Cloud computing systems contain many disparate elements. For each element there are often multiple options, each with different externally visible interfaces, file formats, and operational conventions. This guide enumerates options, grouped in a logical fashion called "profiles," for such definitions of interfaces, formats, and conventions, from a variety of sources. In this way, cloud ecosystem participants will tend towards more portability, commonality, and interoperability to accelerate the cloud computing adoption rate. The guide advises cloud computing ecosystem participants of standards-based choices in areas such as application interfaces, portability interfaces, management interfaces, interoperability interfaces, file formats, and operation conventions.

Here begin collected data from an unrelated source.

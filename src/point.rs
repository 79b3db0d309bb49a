use std::ops::{Add, Sub};

/// A position in space, in units of wavelength.
#[derive(Clone, Copy, Debug, PartialEq)]
pub struct Point {
    pub x: f64,
    pub y: f64,
    pub z: f64,
}

impl Point {
    pub const ORIGIN: Point = Point {
        x: 0.0,
        y: 0.0,
        z: 0.0,
    };

    pub fn new(x: f64, y: f64, z: f64) -> Self {
        Point { x, y, z }
    }

    /// Euclidean norm of the point treated as a vector from the origin.
    pub fn length(&self) -> f64 {
        (self.x * self.x + self.y * self.y + self.z * self.z).sqrt()
    }
}

impl Add for Point {
    type Output = Point;

    fn add(self, rhs: Point) -> Point {
        Point::new(self.x + rhs.x, self.y + rhs.y, self.z + rhs.z)
    }
}

impl Sub for Point {
    type Output = Point;

    fn sub(self, rhs: Point) -> Point {
        Point::new(self.x - rhs.x, self.y - rhs.y, self.z - rhs.z)
    }
}
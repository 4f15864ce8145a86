//! mpstat invocation
//!
//! Runs mpstat in per-CPU reporting mode for a fixed number of samples,
//! capturing its stdout to a file. The call blocks for the whole sampling
//! window (interval x count seconds); the pipeline is synchronous by
//! design, so that wait happens inline.

use std::fs::File;
use std::io;
use std::path::Path;
use std::process::{Command, ExitStatus, Stdio};
use thiserror::Error;
use tracing::{debug, info};

/// Errors from running the sampling utility. Both are fatal to the
/// pipeline; no partial chart is produced.
#[derive(Debug, Error)]
pub enum SamplerError {
    /// The program could not be started at all (typically not installed)
    #[error("failed to launch `{program}`: {source}")]
    Launch {
        program: String,
        #[source]
        source: io::Error,
    },

    /// The program ran but reported failure
    #[error("`{program}` exited with {status}")]
    Failed { program: String, status: ExitStatus },

    /// The capture file could not be created
    #[error("failed to create capture file {path}: {source}")]
    Capture {
        path: String,
        #[source]
        source: io::Error,
    },
}

/// Sampling parameters
#[derive(Debug, Clone)]
pub struct SamplerConfig {
    /// Program to invoke; overridable via `CPUPLOT_MPSTAT` for systems
    /// where mpstat is not on PATH
    pub program: String,
    /// Seconds between samples
    pub interval_secs: u64,
    /// Number of samples to take
    pub count: u32,
}

impl Default for SamplerConfig {
    fn default() -> Self {
        Self {
            program: default_program(),
            interval_secs: 1,
            count: 5,
        }
    }
}

fn default_program() -> String {
    std::env::var("CPUPLOT_MPSTAT").unwrap_or_else(|_| "mpstat".to_string())
}

/// Runs the sampling utility and captures its output
#[derive(Debug, Clone)]
pub struct Sampler {
    config: SamplerConfig,
}

impl Sampler {
    pub fn new(config: SamplerConfig) -> Self {
        Self { config }
    }

    /// Arguments passed to the program: per-CPU mode, interval, count
    pub fn args(&self) -> [String; 4] {
        [
            "-P".to_string(),
            "ALL".to_string(),
            self.config.interval_secs.to_string(),
            self.config.count.to_string(),
        ]
    }

    /// Run the utility, redirecting stdout to `path`. Blocks until the
    /// sampling window ends. Any non-zero exit status is an error.
    pub fn capture_to(&self, path: &Path) -> Result<(), SamplerError> {
        let file = File::create(path).map_err(|source| SamplerError::Capture {
            path: path.display().to_string(),
            source,
        })?;

        info!(
            program = %self.config.program,
            interval_secs = self.config.interval_secs,
            count = self.config.count,
            "sampling CPU utilization"
        );

        let status = Command::new(&self.config.program)
            .args(self.args())
            .stdout(Stdio::from(file))
            .status()
            .map_err(|source| SamplerError::Launch {
                program: self.config.program.clone(),
                source,
            })?;

        if !status.success() {
            return Err(SamplerError::Failed {
                program: self.config.program.clone(),
                status,
            });
        }

        debug!(path = %path.display(), "capture complete");
        Ok(())
    }
}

A key concern related to wearable devices is security and privacy. IEEE-P1912™—Standard for Privacy and Security Architecture for Consumer Wireless Devices describes a common communication architecture for devices equipped with near field communication (NFC), home area network (HAN), wireless area network (WAN) wireless personal area network (WPAN) technologies or radio frequency identification technology (RFID) considering proximity.  It specifies approaches for end user security through device discovery/recognition, simplification of user authentication, tracking items/people under user control/responsibility, and supports alerting, while supporting privacy through user controlled sharing of information independent of the underlying wireless networking technology used by the devices.

Another IEEE-SA project underway is IEEE P2413™ – Standard for an Architectural Framework for the Internet of Things (IoT). This overarching architectural framework includes standardisation efforts in all the various vertical markets, including medical, in order to integrate them into a larger framework of objects and architecture references, and to better align sensors and IoT devices in a dynamic interoperable system level architecture.

Clearly there is quite a lot of standardisation work being done to help foster success for all the various IoT stakeholders for wearable devices and technology. With the support of industry, and an open standards strategy that builds consensus for the adoption of wearable devices, IEEE continues to work to advance these emergent IoT technologies for the benefit of all of humankind.